WHAT IS NEEDED -> Copy out, from the entries below, each line that holds the string "DateError".

RECORDED DATA below:

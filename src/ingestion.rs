use crate::error::{ArrError, Result};
use crate::schema::Contract;
use chrono::NaiveDate;
use log::{debug, info};
use rust_decimal::Decimal;
use schemars::JsonSchema;
use serde::{Deserialize, Serialize};
use std::fmt;
use std::str::FromStr;

/// Date layouts accepted in uploaded contract rows.
#[derive(Debug, Clone, Copy, PartialEq, Eq, Default, Serialize, Deserialize, JsonSchema)]
pub enum DateFormat {
    #[default]
    #[serde(rename = "mm/dd/yy")]
    MonthDayYear,
    #[serde(rename = "dd/mm/yy")]
    DayMonthYear,
    #[serde(rename = "yyyy/mm/dd")]
    YearMonthDay,
}

impl DateFormat {
    pub const ALL: [DateFormat; 3] = [
        DateFormat::MonthDayYear,
        DateFormat::DayMonthYear,
        DateFormat::YearMonthDay,
    ];

    pub fn tag(self) -> &'static str {
        match self {
            DateFormat::MonthDayYear => "mm/dd/yy",
            DateFormat::DayMonthYear => "dd/mm/yy",
            DateFormat::YearMonthDay => "yyyy/mm/dd",
        }
    }

    /// The chrono pattern for this layout.
    pub fn pattern(self) -> &'static str {
        match self {
            DateFormat::MonthDayYear => "%m/%d/%y",
            DateFormat::DayMonthYear => "%d/%m/%y",
            DateFormat::YearMonthDay => "%Y/%m/%d",
        }
    }

    pub fn parse(self, value: &str) -> Result<NaiveDate> {
        let value = value.trim();
        // chrono's %Y takes a year of any width
        if self == DateFormat::YearMonthDay {
            let year = value.split('/').next().unwrap_or("");
            if year.len() != 4 || !year.chars().all(|c| c.is_ascii_digit()) {
                return Err(ArrError::DateError(format!(
                    "'{}' does not match format {}: year must have four digits",
                    value,
                    self.tag()
                )));
            }
        }
        NaiveDate::parse_from_str(value, self.pattern()).map_err(|e| {
            ArrError::DateError(format!(
                "'{}' does not match format {}: {}",
                value,
                self.tag(),
                e
            ))
        })
    }
}

impl fmt::Display for DateFormat {
    fn fmt(&self, f: &mut fmt::Formatter<'_>) -> fmt::Result {
        f.write_str(self.tag())
    }
}

impl FromStr for DateFormat {
    type Err = ArrError;

    fn from_str(s: &str) -> Result<Self> {
        let s = s.trim();
        DateFormat::ALL
            .into_iter()
            .find(|f| f.tag().eq_ignore_ascii_case(s))
            .ok_or_else(|| ArrError::DateError(format!("Unknown date format '{}'", s)))
    }
}

/// A contract row as uploaded, before any parsing.
#[derive(Debug, Clone, PartialEq, Serialize, Deserialize, JsonSchema)]
#[serde(rename_all = "camelCase")]
pub struct ContractRecord {
    #[schemars(description = "Stable identifier of the customer.")]
    pub customer_id: String,

    #[schemars(description = "Display name of the customer.")]
    pub customer_name: String,

    #[serde(default)]
    #[schemars(description = "Optional contract identifier. Missing or repeated ids are replaced with '{customerId}-{rowIndex}'.")]
    pub contract_id: Option<String>,

    #[schemars(description = "First day of service, written in startDateFormat.")]
    pub contract_start_date: String,

    #[serde(default)]
    #[schemars(description = "Layout of contractStartDate: 'mm/dd/yy', 'dd/mm/yy' or 'yyyy/mm/dd'.")]
    pub start_date_format: DateFormat,

    #[schemars(description = "Day after the last day of service, written in endDateFormat.")]
    pub contract_end_date: String,

    #[serde(default)]
    #[schemars(description = "Layout of contractEndDate: 'mm/dd/yy', 'dd/mm/yy' or 'yyyy/mm/dd'.")]
    pub end_date_format: DateFormat,

    #[schemars(description = "Total value of the contract. Thousands separators and a leading currency symbol are accepted.")]
    pub total_contract_value: String,
}

impl ContractRecord {
    pub fn into_contract(self) -> Result<Contract> {
        let contract_start_date = self.start_date_format.parse(&self.contract_start_date)?;
        let contract_end_date = self.end_date_format.parse(&self.contract_end_date)?;
        let total_contract_value = parse_amount(&self.total_contract_value).ok_or_else(|| {
            ArrError::InvalidAmount {
                context: format!("customer {}", self.customer_id),
                value: self.total_contract_value.clone(),
            }
        })?;

        Ok(Contract {
            customer_id: self.customer_id.trim().to_string(),
            customer_name: self.customer_name.trim().to_string(),
            contract_id: self.contract_id,
            contract_start_date,
            contract_end_date,
            total_contract_value,
        })
    }

    pub fn generate_json_schema() -> schemars::schema::RootSchema {
        schemars::schema_for!(ContractRecord)
    }

    pub fn schema_as_json() -> Result<String> {
        Ok(serde_json::to_string_pretty(&Self::generate_json_schema())?)
    }
}

fn parse_amount(raw: &str) -> Option<Decimal> {
    let cleaned: String = raw
        .trim()
        .trim_start_matches('$')
        .chars()
        .filter(|c| *c != ',' && !c.is_whitespace())
        .collect();
    if cleaned.is_empty() {
        return None;
    }
    Decimal::from_str(&cleaned)
        .or_else(|_| Decimal::from_scientific(&cleaned))
        .ok()
}

/// Parses every uploaded row, stopping at the first invalid one.
pub fn convert_records(records: &[ContractRecord]) -> Result<Vec<Contract>> {
    let mut contracts = Vec::with_capacity(records.len());
    for (idx, record) in records.iter().enumerate() {
        debug!("Parsing contract row {} for customer {}", idx, record.customer_id);
        contracts.push(record.clone().into_contract()?);
    }
    info!("Parsed {} contract rows", contracts.len());
    Ok(contracts)
}

#[cfg(test)]
mod tests {
    use super::*;

    fn record(start: &str, start_format: DateFormat, end: &str, end_format: DateFormat, value: &str) -> ContractRecord {
        ContractRecord {
            customer_id: " C1 ".to_string(),
            customer_name: "Acme".to_string(),
            contract_id: None,
            contract_start_date: start.to_string(),
            start_date_format: start_format,
            contract_end_date: end.to_string(),
            end_date_format: end_format,
            total_contract_value: value.to_string(),
        }
    }

    #[test]
    fn test_each_date_format() {
        let expected = NaiveDate::from_ymd_opt(2024, 3, 4).unwrap();
        assert_eq!(DateFormat::MonthDayYear.parse("03/04/24").unwrap(), expected);
        assert_eq!(DateFormat::DayMonthYear.parse("04/03/24").unwrap(), expected);
        assert_eq!(DateFormat::YearMonthDay.parse("2024/03/04").unwrap(), expected);
        assert!(DateFormat::YearMonthDay.parse("03/04/24").is_err());
    }

    #[test]
    fn test_year_first_format_needs_full_year() {
        for value in ["24/03/04", "3/04/24", "02024/03/04", "abcd/03/04"] {
            let err = DateFormat::YearMonthDay.parse(value).unwrap_err();
            assert!(matches!(err, ArrError::DateError(_)), "{}", value);
        }

        let err = record("03/04/24", DateFormat::YearMonthDay, "2024/06/01", DateFormat::YearMonthDay, "100")
            .into_contract()
            .unwrap_err();
        assert!(matches!(err, ArrError::DateError(_)));
    }

    #[test]
    fn test_format_tags() {
        assert_eq!("dd/mm/yy".parse::<DateFormat>().unwrap(), DateFormat::DayMonthYear);
        assert!("yy-mm-dd".parse::<DateFormat>().is_err());
        let json = serde_json::to_string(&DateFormat::YearMonthDay).unwrap();
        assert_eq!(json, "\"yyyy/mm/dd\"");
    }

    #[test]
    fn test_mixed_formats_per_row() {
        let contract = record("01/01/24", DateFormat::MonthDayYear, "2024/04/01", DateFormat::YearMonthDay, "$9,000")
            .into_contract()
            .unwrap();
        assert_eq!(contract.customer_id, "C1");
        assert_eq!(contract.contract_start_date, NaiveDate::from_ymd_opt(2024, 1, 1).unwrap());
        assert_eq!(contract.contract_end_date, NaiveDate::from_ymd_opt(2024, 4, 1).unwrap());
        assert_eq!(contract.total_contract_value, Decimal::from(9000));
    }

    #[test]
    fn test_invalid_inputs() {
        let err = record("13/45/24", DateFormat::MonthDayYear, "04/01/24", DateFormat::MonthDayYear, "100")
            .into_contract()
            .unwrap_err();
        assert!(matches!(err, ArrError::DateError(_)));

        let err = record("01/01/24", DateFormat::MonthDayYear, "04/01/24", DateFormat::MonthDayYear, "a lot")
            .into_contract()
            .unwrap_err();
        assert!(matches!(err, ArrError::InvalidAmount { .. }));
    }

    #[test]
    fn test_record_from_json_defaults_format() {
        let json = r#"{
            "customerId": "C9",
            "customerName": "Globex",
            "contractStartDate": "06/01/23",
            "contractEndDate": "06/01/24",
            "totalContractValue": "12000"
        }"#;
        let record: ContractRecord = serde_json::from_str(json).unwrap();
        assert_eq!(record.start_date_format, DateFormat::MonthDayYear);
        let contracts = convert_records(&[record]).unwrap();
        assert_eq!(contracts[0].duration_days(), 366);
    }

    #[test]
    fn test_schema_mentions_formats() {
        let schema = ContractRecord::schema_as_json().unwrap();
        assert!(schema.contains("contractStartDate"));
        assert!(schema.contains("yyyy/mm/dd"));
    }
}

End of RECORDED DATA.

RESPONSE TO THIS EXERCISE ->
                return Err(ArrError::DateError(format!(
            ArrError::DateError(format!(
            .ok_or_else(|| ArrError::DateError(format!("Unknown date format '{}'", s)))
            assert!(matches!(err, ArrError::DateError(_)), "{}", value);
        assert!(matches!(err, ArrError::DateError(_)));
        assert!(matches!(err, ArrError::DateError(_)));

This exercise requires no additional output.